I suspect it doesn't compare too well with Data.Tree.AVL, though I've never measured it to be honest. It's based on "AVL trees" (or rather trees where left and right sub-tree heights differ by at most 1), but doesn't seem to use the AVL algorithm itself. IIRC it stores (boxed!) height in each tree node, not "balance factor". As well as requiring an extra field (same as Adams) this also causes other inefficiencies. Insertion requires inspection of nodes which aren't on the insertion path to determine the balance factor, which has gotta slow things down. That said, it should still do a pretty good job of balancing and the balancing mechanism itself and node size will have little impact on look up times (for example). It'd be worth a look at to see what functions this provides that weren't provided by the old FiniteMap implementation, and whether or not these are still absent from Data.Map (I believe this was the original motivation for FGL having it's own private implementation in the first place). Regards -- Adrian Hey

On Monday 09 Jan 2006 6:28 pm, Adrian Hey wrote:
I suspect it doesn't compare too well with Data.Tree.AVL, though I've never measured it to be honest. It's based on "AVL trees" (or rather trees where left and right sub-tree heights differ by at most 1), but doesn't seem to use the AVL algorithm itself. IIRC it stores (boxed!) height in each tree node, not "balance factor". As well as requiring an extra field (same as Adams) this also causes other inefficiencies. Insertion requires inspection of nodes which aren't on the insertion path to determine the balance factor, which has gotta slow things down.
Oh, and not forgeting that it's lazy (no strict fields of seqs) anywhere.
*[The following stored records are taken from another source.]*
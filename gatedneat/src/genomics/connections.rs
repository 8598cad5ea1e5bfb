use crate::Innovation;

/// Connections are the weighted, directed links between
/// a genome's nodes.
///
/// A connection refers to its endpoints (and its optional
/// gater) by node innovation number; the nodes themselves
/// are owned by the genome.
#[derive(Clone, Debug, PartialEq)]
pub struct Connection {
    id: Innovation,
    input: Innovation,
    output: Innovation,
    weight: f64,
    gater: Option<Innovation>,
    enabled: bool,
}

impl Connection {
    /// Creates a new, enabled and ungated connection.
    ///
    /// # Examples
    /// ```
    /// use gatedneat::genomics::Connection;
    ///
    /// let connection = Connection::new(42, 0, 3, 1.5);
    /// assert_eq!(connection.endpoints(), (0, 3));
    /// assert!(connection.enabled());
    /// assert_eq!(connection.gater(), None);
    /// ```
    pub fn new(id: Innovation, input: Innovation, output: Innovation, weight: f64) -> Connection {
        Connection {
            id,
            input,
            output,
            weight,
            gater: None,
            enabled: true,
        }
    }

    /// Returns the connection with the given gater.
    ///
    /// # Examples
    /// ```
    /// use gatedneat::genomics::Connection;
    ///
    /// let connection = Connection::new(0, 1, 2, 1.0).with_gater(Some(3)).with_enabled(false);
    /// assert_eq!(connection.gater(), Some(3));
    /// assert!(!connection.enabled());
    /// ```
    pub fn with_gater(mut self, gater: Option<Innovation>) -> Connection {
        self.gater = gater;
        self
    }

    /// Returns the connection with the given enabled status.
    pub fn with_enabled(mut self, enabled: bool) -> Connection {
        self.enabled = enabled;
        self
    }

    /// Returns the connection's innovation number.
    pub fn id(&self) -> Innovation {
        self.id
    }

    /// Returns the innovation number of the input node.
    pub fn input(&self) -> Innovation {
        self.input
    }

    /// Returns the innovation number of the output node.
    pub fn output(&self) -> Innovation {
        self.output
    }

    /// Returns `(input, output)`.
    pub fn endpoints(&self) -> (Innovation, Innovation) {
        (self.input, self.output)
    }

    /// Returns the connection's weight.
    pub fn weight(&self) -> f64 {
        self.weight
    }

    /// Returns the node gating this connection, if any.
    pub fn gater(&self) -> Option<Innovation> {
        self.gater
    }

    /// Returns whether the connection is expressed
    /// in the genome's phenotype.
    pub fn enabled(&self) -> bool {
        self.enabled
    }

    /// Returns `true` if both endpoints are the same node.
    ///
    /// # Examples
    /// ```
    /// use gatedneat::genomics::Connection;
    ///
    /// assert!(Connection::new(0, 4, 4, 1.0).is_self_loop());
    /// assert!(!Connection::new(1, 4, 5, 1.0).is_self_loop());
    /// ```
    pub fn is_self_loop(&self) -> bool {
        self.input == self.output
    }

    /// Returns `true` if `node` is either endpoint.
    pub fn touches(&self, node: Innovation) -> bool {
        self.input == node || self.output == node
    }

    pub(crate) fn set_weight(&mut self, weight: f64) {
        self.weight = weight;
    }

    pub(crate) fn set_gater(&mut self, gater: Option<Innovation>) {
        self.gater = gater;
    }

    pub(crate) fn set_enabled(&mut self, enabled: bool) {
        self.enabled = enabled;
    }

    pub(crate) fn toggle_enabled(&mut self) {
        self.enabled = !self.enabled;
    }
}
This may be good thing, but I suspect (for AVL trees at least) it's a bad thing because of the way height/balance information propogates up the tree. Regards -- Adrian Hey

Adrian Hey wrote:
It'd be worth a look at to see what functions this provides that weren't provided by the old FiniteMap implementation, and whether or not these are still absent from Data.Map (I believe this was the original motivation for FGL having it's own private implementation in the first place).
splitFM :: Ord a => FiniteMap a b -> a -> Maybe (FiniteMap a b, (a, b)) combines delFrom and lookup splitMinFM :: Ord a => FiniteMap a b -> Maybe (FiniteMap a b, (a, b)) combines splitFM and minFM The above two are special. splitFM could be expressed using Data.Map.updateLookupWithKey (with one traversal), I think. splitMinFM corresponds to Data.Map.deleteFindMin Christian

On Monday 09 Jan 2006 6:28 pm, Adrian Hey wrote:
That said, it should still do a pretty good job of balancing and the balancing mechanism itself and node size will have little impact on look up times (for example).
..or maybe not. Looking at this code again reminds me of something strange that happened when I tested the RedBlack tree implementation Chris Okasaki sent me a while back. It required precisely twice as many comparisons as the RedBlack code Malcolm Wallace supplied. I'm not sure exactly why, but I suspect it probably had something to do with the use of either guarded equational style code (or maybe if then elses) rather than "case compare x y of.." style code. The FGL implementation seems to do the same thing. So I guess lookup performance might not be too good either, at least for non-trivial comparisons. Regards -- Adrian Hey

On Wednesday 11 Jan 2006 7:09 am, Adrian Hey wrote:
The FGL implementation seems to do the same thing. So I guess lookup performance might not be too good either, at least for non-trivial comparisons.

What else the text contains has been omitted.